Une augmentation annuelle des espaces artificialisés d'autant plus élevée que la diminution des terres agricoles est forte…
L’observatoire national de la consommation des espaces agricoles (ONCEA) vient de publier un panorama de l’usage des espaces territoriaux prioritairement ceux à vocation agricole. La problématique de l’articulation des territoires et des modes de vies modernes entraine une hausse globale de l’artificialisation et de l’imperméabilisation des sols. Peu à peu, les villes et le mitage grignotent les terres, occasionnant une consommation des terres et un recul de l’activité agricole.
La ville s’étend au fur et à mesure des activités qui s’y développent entrainant de nouveaux besoins en logement, en transports. Un processus connu partout en France qui a vu fleurir bon nombre de quartiers pavillonnaires, avec de nouvelles zones d’activité industrielles ou commerciales, entraînant avec elles l’arrivée de réseaux d’eau, d’électricité et des aménagements qui les accompagnent comme l’apparition, de-ci de-là, de nouveaux ronds-points, de nouveaux parkings provoquant petit à petit et par touches successives, un grignotage progressif des espaces agricoles.
Après l’époque des « trente glorieuses », marquée par une forte logique productiviste, la démultiplication des usages des espaces sans vision globale concoure à un appauvrissement des ressources.
Alors que la France traverse une crise sociale et économique depuis plus de vingt ans, il est temps de repenser les politiques publiques autant locales que nationales sur l’un des premiers fondement de toute société, comment assurer sa propre alimentation ? En effet, les espaces, qu’ils soient naturels, agricoles ou forestiers, constituent notre patrimoine commun sur lequel repose notre capacité à s’alimenter.

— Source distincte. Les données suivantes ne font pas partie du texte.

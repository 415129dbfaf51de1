//! Spawning the meshes of both scenes.

use bevy::prelude::*;

use crate::approach::{
    APPROACH_START, Asteroid, EARTH_SCENE_CENTER, EARTH_SCENE_RADIUS, ImpactTarget,
};
use crate::bodies::{BodyName, Orbiting, Spin};
use crate::orbit::presets::{PLANETS, PlanetPreset, SUN_RADIUS};
use crate::types::ViewMode;

/// Root of everything shown in one [`ViewMode`].
#[derive(Component, Clone, Copy, Debug, PartialEq, Eq)]
pub struct SceneRoot(pub ViewMode);

/// Spin rate for a relative speed of 1.0, radians per time unit.
const BASE_SPIN_RATE: f64 = 0.6;

pub struct SceneBodiesPlugin;

impl Plugin for SceneBodiesPlugin {
    fn build(&self, app: &mut App) {
        app.add_systems(Startup, (spawn_tour_scene, spawn_impact_scene));
    }
}

fn preset_color(preset: &PlanetPreset) -> Color {
    let [r, g, b] = preset.rgb();
    Color::srgb(r, g, b)
}

fn spawn_tour_scene(
    mut commands: Commands,
    mut meshes: ResMut<Assets<Mesh>>,
    mut materials: ResMut<Assets<StandardMaterial>>,
) {
    let root = commands
        .spawn((
            SceneRoot(ViewMode::Tour),
            Transform::default(),
            Visibility::Inherited,
        ))
        .id();

    // Sun with its light
    let sun = commands
        .spawn((
            Mesh3d(meshes.add(Sphere::new(SUN_RADIUS).mesh().uv(64, 32))),
            MeshMaterial3d(materials.add(StandardMaterial {
                base_color: Color::srgb(1.0, 0.85, 0.4),
                emissive: LinearRgba::rgb(4.0, 2.8, 1.0),
                unlit: true,
                ..default()
            })),
            Transform::default(),
            BodyName("Sun"),
        ))
        .id();
    let light = commands
        .spawn((
            PointLight {
                intensity: 4.0e7,
                range: 3000.0,
                shadows_enabled: false,
                ..default()
            },
            Transform::default(),
        ))
        .id();
    commands.entity(root).add_children(&[sun, light]);

    let mut spawned = 0;
    for preset in PLANETS {
        let elements = match preset.elements() {
            Ok(elements) => elements,
            Err(err) => {
                warn!("Skipping {}: {err}", preset.name);
                continue;
            }
        };

        let planet = commands
            .spawn((
                Mesh3d(meshes.add(Sphere::new(preset.radius).mesh().uv(48, 24))),
                MeshMaterial3d(materials.add(StandardMaterial {
                    base_color: preset_color(preset),
                    perceptual_roughness: 1.0,
                    metallic: 0.0,
                    ..default()
                })),
                Transform::from_translation(elements.position(0.0).as_vec3()),
                Orbiting::around_origin(elements),
                Spin(BASE_SPIN_RATE * preset.relative_speed),
                BodyName(preset.name),
            ))
            .id();

        if preset.has_rings {
            let tilt = (90.0 - preset.tilt_deg).to_radians() as f32;
            let ring = commands
                .spawn((
                    Mesh3d(meshes.add(Annulus::new(preset.radius * 1.2, preset.radius * 2.0))),
                    MeshMaterial3d(materials.add(StandardMaterial {
                        base_color: Color::srgba(0.85, 0.75, 0.55, 0.7),
                        alpha_mode: AlphaMode::Blend,
                        cull_mode: None,
                        double_sided: true,
                        ..default()
                    })),
                    Transform::from_rotation(Quat::from_rotation_x(tilt)),
                ))
                .id();
            commands.entity(planet).add_child(ring);
        }

        commands.entity(root).add_child(planet);
        spawned += 1;
    }

    info!("Spawned Sun and {spawned} planets");
}

fn spawn_impact_scene(
    mut commands: Commands,
    mut meshes: ResMut<Assets<Mesh>>,
    mut materials: ResMut<Assets<StandardMaterial>>,
) {
    let root = commands
        .spawn((
            SceneRoot(ViewMode::Impact),
            Transform::default(),
            Visibility::Hidden,
        ))
        .id();

    let earth = commands
        .spawn((
            Mesh3d(meshes.add(Sphere::new(EARTH_SCENE_RADIUS as f32).mesh().uv(128, 64))),
            MeshMaterial3d(materials.add(StandardMaterial {
                base_color: Color::WHITE,
                perceptual_roughness: 0.9,
                ..default()
            })),
            Transform::from_translation(EARTH_SCENE_CENTER.as_vec3()),
            ImpactTarget,
            BodyName("Earth"),
        ))
        .id();

    let asteroid = commands
        .spawn((
            Mesh3d(meshes.add(Sphere::new(1.0).mesh().uv(32, 16))),
            MeshMaterial3d(materials.add(StandardMaterial {
                base_color: Color::srgb(0.45, 0.4, 0.35),
                perceptual_roughness: 0.8,
                metallic: 0.1,
                ..default()
            })),
            Transform::from_translation(APPROACH_START.as_vec3()),
            Asteroid,
            BodyName("Asteroid"),
        ))
        .id();

    let light = commands
        .spawn((
            DirectionalLight {
                illuminance: 8000.0,
                shadows_enabled: false,
                ..default()
            },
            Transform::from_xyz(20.0, 20.0, 20.0).looking_at(Vec3::ZERO, Vec3::Y),
        ))
        .id();

    commands.entity(root).add_children(&[earth, asteroid, light]);
}
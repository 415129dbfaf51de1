//! Camera for both scenes.
//!
//! The tour view orbits the Sun from above Jupiter's orbit with scroll-wheel
//! zoom. The impact view trails the asteroid at a fixed offset.

use bevy::{input::mouse::AccumulatedMouseScroll, prelude::*};

use crate::approach::{Asteroid, ApproachSystems};
use crate::orbit::presets::SCENE_UNITS_PER_AU;
use crate::types::ViewMode;

/// Camera position for the tour, relative to the Sun.
pub fn tour_eye() -> Vec3 {
    let jupiter_orbit = (5.203 * SCENE_UNITS_PER_AU) as f32;
    Vec3::new(jupiter_orbit * 1.1, 50.0, jupiter_orbit * 0.5)
}

/// Offset from the asteroid to the camera in the impact view.
pub const FOLLOW_OFFSET: Vec3 = Vec3::new(5.0, 2.0, 7.0);

/// Fraction of the remaining distance covered each frame while following.
pub const FOLLOW_SMOOTHING: f32 = 0.1;

/// Minimum zoom factor (closest).
pub const MIN_ZOOM: f32 = 0.05;

/// Maximum zoom factor (furthest).
pub const MAX_ZOOM: f32 = 4.0;

/// Zoom speed multiplier for scroll wheel.
pub const ZOOM_SPEED: f32 = 0.1;

/// Marker component for the main camera.
#[derive(Component)]
pub struct MainCamera;

/// Tour view zoom, as a multiple of [`tour_eye`].
#[derive(Resource)]
pub struct CameraState {
    pub zoom: f32,
}

impl Default for CameraState {
    fn default() -> Self {
        Self { zoom: 1.0 }
    }
}

pub struct CameraPlugin;

impl Plugin for CameraPlugin {
    fn build(&self, app: &mut App) {
        app.init_resource::<CameraState>()
            .add_systems(Startup, setup_camera)
            .add_systems(
                Update,
                (camera_zoom, follow_view).chain().after(ApproachSystems),
            );
    }
}

fn setup_camera(mut commands: Commands) {
    commands.spawn((
        Camera3d::default(),
        Projection::from(PerspectiveProjection {
            fov: 45.0_f32.to_radians(),
            near: 0.1,
            far: 20_000.0,
            ..default()
        }),
        Transform::from_translation(tour_eye()).looking_at(Vec3::ZERO, Vec3::Y),
        MainCamera,
    ));
}

/// Scroll to move the tour camera in and out.
fn camera_zoom(
    mouse_scroll: Res<AccumulatedMouseScroll>,
    mode: Res<ViewMode>,
    mut camera_state: ResMut<CameraState>,
) {
    if mouse_scroll.delta.y == 0.0 || *mode != ViewMode::Tour {
        return;
    }

    // Logarithmic zoom: multiply by factor based on scroll direction
    let zoom_factor = 1.0 - mouse_scroll.delta.y * ZOOM_SPEED;
    camera_state.zoom = (camera_state.zoom * zoom_factor).clamp(MIN_ZOOM, MAX_ZOOM);
}

/// Ease the camera toward where the current view wants it.
fn follow_view(
    mode: Res<ViewMode>,
    camera_state: Res<CameraState>,
    asteroids: Query<&Transform, (With<Asteroid>, Without<MainCamera>)>,
    mut camera_query: Query<&mut Transform, With<MainCamera>>,
) {
    let Ok(mut camera) = camera_query.single_mut() else {
        return;
    };

    let (eye, focus) = match *mode {
        ViewMode::Tour => (tour_eye() * camera_state.zoom, Vec3::ZERO),
        ViewMode::Impact => {
            let Ok(asteroid) = asteroids.single() else {
                return;
            };
            (asteroid.translation + FOLLOW_OFFSET, asteroid.translation)
        }
    };

    camera.translation = camera.translation.lerp(eye, FOLLOW_SMOOTHING);
    camera.look_at(focus, Vec3::Y);
}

Face à cette situation, le rapport pose une réflexion cruciale que se posait déjà jadis Jean Jaurès. « Je dirai hardiment aux travailleurs des villes : quelque pénible que soit ce sacrifice, s’il vous est prouvé qu’il est nécessaire, que sans lui le travailleur des campagnes ne peut pas vivre, acceptez-le. Votre intérêt est de ne pas livrer au découragement la démocratie rurale, sans laquelle vous ne pourrez rien, sans laquelle tous vos rêves d’émancipation seront comprimés par une aristocratie d’argent. Votre intérêt est de protéger un travailleur comme vous, qui peine sous le grand soleil, contre la spéculation commerciale qui appauvrit le pauvre et enrichit le riche. [...] Seulement, comme c’est un sacrifice que vous faites, vous avez le droit, vous avez le devoir de faire vos conditions. Vous n’entendez pas, en payant le pain plus cher, enrichir les capitalistes qui ont placé une partie de leur argent en fonds de terre. Vous n’entendez pas que les propriétaires profitent d’une élévation du prix du blé pour demander davantage à leurs fermiers, davantage à leurs métayers. Vous voulez que votre sacrifice aille à ceux qui comme vous font œuvre de leurs mains, non à ceux qui font œuvre de leur argent ».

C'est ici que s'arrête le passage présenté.